(AIM OF THE EXERCISE): Reproduce each line of the entries that carries "clientInfo".

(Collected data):

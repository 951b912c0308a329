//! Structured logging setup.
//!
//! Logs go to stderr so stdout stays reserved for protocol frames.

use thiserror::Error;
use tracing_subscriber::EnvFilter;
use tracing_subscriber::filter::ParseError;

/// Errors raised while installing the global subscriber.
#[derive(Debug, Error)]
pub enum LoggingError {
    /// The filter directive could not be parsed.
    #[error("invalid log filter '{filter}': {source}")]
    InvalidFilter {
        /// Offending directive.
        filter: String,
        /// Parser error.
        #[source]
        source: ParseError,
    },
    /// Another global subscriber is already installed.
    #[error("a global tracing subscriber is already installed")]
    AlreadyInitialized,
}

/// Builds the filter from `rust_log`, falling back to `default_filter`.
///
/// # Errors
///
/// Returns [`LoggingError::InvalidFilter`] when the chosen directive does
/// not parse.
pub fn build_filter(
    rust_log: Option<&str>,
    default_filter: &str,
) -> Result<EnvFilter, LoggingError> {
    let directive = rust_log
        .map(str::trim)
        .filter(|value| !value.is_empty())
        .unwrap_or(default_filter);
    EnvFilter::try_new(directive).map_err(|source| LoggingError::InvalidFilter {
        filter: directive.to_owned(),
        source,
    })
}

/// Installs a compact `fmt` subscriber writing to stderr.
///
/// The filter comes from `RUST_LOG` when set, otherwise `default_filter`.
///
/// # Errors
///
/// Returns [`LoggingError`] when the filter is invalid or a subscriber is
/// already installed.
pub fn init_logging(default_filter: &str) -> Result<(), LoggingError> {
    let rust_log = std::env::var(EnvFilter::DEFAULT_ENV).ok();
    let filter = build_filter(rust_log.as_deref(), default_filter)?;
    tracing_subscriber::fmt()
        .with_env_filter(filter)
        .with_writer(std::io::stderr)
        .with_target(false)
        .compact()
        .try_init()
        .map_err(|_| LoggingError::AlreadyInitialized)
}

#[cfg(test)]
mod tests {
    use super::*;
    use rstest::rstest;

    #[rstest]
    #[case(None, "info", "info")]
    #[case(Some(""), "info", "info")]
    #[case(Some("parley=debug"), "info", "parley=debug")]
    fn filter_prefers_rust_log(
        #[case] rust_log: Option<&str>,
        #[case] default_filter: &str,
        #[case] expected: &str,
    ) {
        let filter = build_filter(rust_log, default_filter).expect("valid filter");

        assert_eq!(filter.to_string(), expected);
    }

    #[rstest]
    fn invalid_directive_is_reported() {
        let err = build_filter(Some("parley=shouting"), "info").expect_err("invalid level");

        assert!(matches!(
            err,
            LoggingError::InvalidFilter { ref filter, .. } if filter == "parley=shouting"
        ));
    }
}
...
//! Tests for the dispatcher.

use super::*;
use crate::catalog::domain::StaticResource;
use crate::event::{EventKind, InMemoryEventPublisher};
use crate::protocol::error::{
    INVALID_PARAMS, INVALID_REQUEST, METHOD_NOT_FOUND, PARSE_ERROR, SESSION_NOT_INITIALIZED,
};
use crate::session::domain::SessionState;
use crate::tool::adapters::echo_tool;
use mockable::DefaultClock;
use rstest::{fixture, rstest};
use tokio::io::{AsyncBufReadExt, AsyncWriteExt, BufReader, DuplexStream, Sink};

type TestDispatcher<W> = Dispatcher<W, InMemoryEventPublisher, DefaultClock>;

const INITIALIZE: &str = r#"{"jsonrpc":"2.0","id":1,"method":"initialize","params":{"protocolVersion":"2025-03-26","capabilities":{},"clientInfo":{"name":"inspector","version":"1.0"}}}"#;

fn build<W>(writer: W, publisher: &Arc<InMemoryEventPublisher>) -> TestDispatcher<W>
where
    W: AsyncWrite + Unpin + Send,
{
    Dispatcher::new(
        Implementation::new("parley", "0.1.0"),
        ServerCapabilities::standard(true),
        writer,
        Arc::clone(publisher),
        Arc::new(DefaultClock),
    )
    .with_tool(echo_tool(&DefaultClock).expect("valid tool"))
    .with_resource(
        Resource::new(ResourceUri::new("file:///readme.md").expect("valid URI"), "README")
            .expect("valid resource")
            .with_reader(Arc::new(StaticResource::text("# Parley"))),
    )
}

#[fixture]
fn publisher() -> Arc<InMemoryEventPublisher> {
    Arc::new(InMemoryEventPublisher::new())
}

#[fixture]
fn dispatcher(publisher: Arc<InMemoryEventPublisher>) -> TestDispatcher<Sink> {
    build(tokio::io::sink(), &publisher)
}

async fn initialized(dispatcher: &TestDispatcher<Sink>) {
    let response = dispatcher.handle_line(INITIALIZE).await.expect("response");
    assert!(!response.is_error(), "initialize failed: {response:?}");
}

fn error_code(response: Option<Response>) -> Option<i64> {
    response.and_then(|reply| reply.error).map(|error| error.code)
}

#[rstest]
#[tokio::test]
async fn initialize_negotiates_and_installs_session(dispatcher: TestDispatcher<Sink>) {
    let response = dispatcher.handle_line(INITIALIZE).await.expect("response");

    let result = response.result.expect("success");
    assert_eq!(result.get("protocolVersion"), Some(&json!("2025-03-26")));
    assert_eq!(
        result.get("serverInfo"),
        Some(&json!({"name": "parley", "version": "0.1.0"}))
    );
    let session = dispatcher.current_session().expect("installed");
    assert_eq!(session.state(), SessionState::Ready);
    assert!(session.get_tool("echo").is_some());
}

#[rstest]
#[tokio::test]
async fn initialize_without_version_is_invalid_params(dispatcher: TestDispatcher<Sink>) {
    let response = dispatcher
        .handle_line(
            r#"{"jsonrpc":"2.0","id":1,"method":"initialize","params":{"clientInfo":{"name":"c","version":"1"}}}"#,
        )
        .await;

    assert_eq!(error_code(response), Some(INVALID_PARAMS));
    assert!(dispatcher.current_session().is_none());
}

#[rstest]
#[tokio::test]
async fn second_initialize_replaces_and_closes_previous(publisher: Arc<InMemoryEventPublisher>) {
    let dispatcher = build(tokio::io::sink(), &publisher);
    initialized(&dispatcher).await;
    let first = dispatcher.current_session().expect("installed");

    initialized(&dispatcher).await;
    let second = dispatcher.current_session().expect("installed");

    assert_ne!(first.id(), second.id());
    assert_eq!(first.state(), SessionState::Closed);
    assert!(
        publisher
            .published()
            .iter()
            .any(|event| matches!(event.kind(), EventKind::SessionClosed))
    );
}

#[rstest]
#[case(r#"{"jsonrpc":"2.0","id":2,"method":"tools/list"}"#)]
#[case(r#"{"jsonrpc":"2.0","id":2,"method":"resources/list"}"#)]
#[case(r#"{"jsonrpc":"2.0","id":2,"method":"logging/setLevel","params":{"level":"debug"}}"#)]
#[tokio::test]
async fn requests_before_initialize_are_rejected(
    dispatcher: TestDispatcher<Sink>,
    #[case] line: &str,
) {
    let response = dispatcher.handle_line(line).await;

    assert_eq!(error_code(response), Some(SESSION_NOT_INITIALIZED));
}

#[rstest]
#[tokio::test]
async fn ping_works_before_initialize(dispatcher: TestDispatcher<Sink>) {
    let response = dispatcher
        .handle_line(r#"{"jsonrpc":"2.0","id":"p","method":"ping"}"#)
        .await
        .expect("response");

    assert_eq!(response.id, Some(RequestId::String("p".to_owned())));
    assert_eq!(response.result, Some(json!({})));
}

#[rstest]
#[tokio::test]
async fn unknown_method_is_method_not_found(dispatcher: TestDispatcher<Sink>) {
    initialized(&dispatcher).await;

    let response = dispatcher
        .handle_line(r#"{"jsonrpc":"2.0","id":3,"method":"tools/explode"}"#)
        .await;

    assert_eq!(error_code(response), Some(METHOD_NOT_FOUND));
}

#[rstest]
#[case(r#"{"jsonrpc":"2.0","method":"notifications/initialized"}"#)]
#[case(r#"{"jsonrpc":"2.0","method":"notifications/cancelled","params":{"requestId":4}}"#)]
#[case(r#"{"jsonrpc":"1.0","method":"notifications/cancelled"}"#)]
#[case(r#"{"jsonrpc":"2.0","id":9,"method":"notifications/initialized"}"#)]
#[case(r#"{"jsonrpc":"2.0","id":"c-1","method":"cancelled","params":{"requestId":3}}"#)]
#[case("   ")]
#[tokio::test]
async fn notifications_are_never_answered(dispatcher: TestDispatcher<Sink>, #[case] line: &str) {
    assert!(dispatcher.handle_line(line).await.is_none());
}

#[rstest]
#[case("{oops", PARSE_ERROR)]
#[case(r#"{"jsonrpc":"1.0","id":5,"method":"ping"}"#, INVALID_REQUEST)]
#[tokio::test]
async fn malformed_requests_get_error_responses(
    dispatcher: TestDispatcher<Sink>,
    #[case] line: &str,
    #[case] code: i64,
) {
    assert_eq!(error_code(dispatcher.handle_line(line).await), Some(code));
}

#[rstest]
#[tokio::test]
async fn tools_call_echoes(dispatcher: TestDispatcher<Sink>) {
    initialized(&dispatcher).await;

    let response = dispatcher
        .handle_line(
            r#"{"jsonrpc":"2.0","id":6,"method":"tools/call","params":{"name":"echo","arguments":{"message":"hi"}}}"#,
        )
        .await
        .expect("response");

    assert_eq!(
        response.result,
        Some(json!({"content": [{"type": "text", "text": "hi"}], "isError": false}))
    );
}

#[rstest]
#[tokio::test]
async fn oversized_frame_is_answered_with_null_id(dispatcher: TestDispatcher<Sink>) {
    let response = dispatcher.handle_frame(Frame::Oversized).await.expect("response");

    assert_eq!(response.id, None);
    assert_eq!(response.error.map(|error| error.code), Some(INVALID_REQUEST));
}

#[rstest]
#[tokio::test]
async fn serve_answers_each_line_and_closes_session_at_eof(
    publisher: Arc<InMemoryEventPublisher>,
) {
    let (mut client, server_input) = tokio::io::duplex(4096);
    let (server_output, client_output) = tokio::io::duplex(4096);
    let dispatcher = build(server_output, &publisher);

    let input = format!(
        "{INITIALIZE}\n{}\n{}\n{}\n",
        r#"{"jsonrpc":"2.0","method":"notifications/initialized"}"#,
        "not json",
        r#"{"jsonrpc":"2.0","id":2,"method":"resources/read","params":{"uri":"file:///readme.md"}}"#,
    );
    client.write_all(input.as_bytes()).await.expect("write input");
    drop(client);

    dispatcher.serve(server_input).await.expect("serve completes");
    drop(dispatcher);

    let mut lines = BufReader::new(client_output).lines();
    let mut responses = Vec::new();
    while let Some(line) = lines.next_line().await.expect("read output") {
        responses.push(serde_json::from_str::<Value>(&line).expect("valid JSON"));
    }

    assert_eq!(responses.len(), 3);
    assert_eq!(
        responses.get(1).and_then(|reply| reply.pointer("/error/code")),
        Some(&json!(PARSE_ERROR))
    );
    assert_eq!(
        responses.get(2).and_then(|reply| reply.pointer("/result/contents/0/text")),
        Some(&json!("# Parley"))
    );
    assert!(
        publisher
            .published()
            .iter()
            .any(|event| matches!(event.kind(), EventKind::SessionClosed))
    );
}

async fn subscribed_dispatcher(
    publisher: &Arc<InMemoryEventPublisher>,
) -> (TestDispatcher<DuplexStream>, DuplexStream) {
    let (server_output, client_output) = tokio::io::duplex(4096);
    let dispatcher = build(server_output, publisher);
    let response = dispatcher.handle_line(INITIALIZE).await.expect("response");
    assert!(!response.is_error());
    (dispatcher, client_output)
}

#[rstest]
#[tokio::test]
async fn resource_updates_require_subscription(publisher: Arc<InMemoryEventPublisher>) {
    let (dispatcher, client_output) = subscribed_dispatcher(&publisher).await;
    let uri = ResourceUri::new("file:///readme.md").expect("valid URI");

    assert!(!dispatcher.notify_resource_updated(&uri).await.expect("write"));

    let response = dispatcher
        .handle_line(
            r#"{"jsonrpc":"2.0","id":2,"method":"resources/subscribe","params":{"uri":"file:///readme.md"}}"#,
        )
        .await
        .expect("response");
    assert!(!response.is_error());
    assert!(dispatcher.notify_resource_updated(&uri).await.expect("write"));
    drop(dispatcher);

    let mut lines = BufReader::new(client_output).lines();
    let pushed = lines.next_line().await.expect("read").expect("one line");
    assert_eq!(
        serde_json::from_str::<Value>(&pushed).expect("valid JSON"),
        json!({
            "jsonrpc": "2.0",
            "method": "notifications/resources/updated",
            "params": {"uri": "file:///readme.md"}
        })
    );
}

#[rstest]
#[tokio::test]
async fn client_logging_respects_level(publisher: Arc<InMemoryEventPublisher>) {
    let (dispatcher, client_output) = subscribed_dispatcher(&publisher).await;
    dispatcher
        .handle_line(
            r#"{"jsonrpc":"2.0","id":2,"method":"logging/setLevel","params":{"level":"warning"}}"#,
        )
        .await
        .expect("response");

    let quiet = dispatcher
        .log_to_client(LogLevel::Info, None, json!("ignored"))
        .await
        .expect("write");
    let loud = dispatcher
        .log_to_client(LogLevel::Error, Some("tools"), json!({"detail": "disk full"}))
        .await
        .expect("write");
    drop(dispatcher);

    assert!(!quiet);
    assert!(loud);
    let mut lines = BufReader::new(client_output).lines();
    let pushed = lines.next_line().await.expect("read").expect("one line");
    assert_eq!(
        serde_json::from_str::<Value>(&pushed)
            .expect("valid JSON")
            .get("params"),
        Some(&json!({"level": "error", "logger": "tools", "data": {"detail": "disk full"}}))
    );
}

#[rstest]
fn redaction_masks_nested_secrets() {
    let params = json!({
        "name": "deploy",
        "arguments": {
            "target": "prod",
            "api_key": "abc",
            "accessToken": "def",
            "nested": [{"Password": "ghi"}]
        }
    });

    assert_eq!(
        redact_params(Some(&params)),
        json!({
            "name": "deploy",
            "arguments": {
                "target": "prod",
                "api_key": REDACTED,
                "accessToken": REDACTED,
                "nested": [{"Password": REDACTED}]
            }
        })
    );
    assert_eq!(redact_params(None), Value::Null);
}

(RESULT OF THE TASK):
const INITIALIZE: &str = r#"{"jsonrpc":"2.0","id":1,"method":"initialize","params":{"protocolVersion":"2025-03-26","capabilities":{},"clientInfo":{"name":"inspector","version":"1.0"}}}"#;
            r#"{"jsonrpc":"2.0","id":1,"method":"initialize","params":{"clientInfo":{"name":"c","version":"1"}}}"#,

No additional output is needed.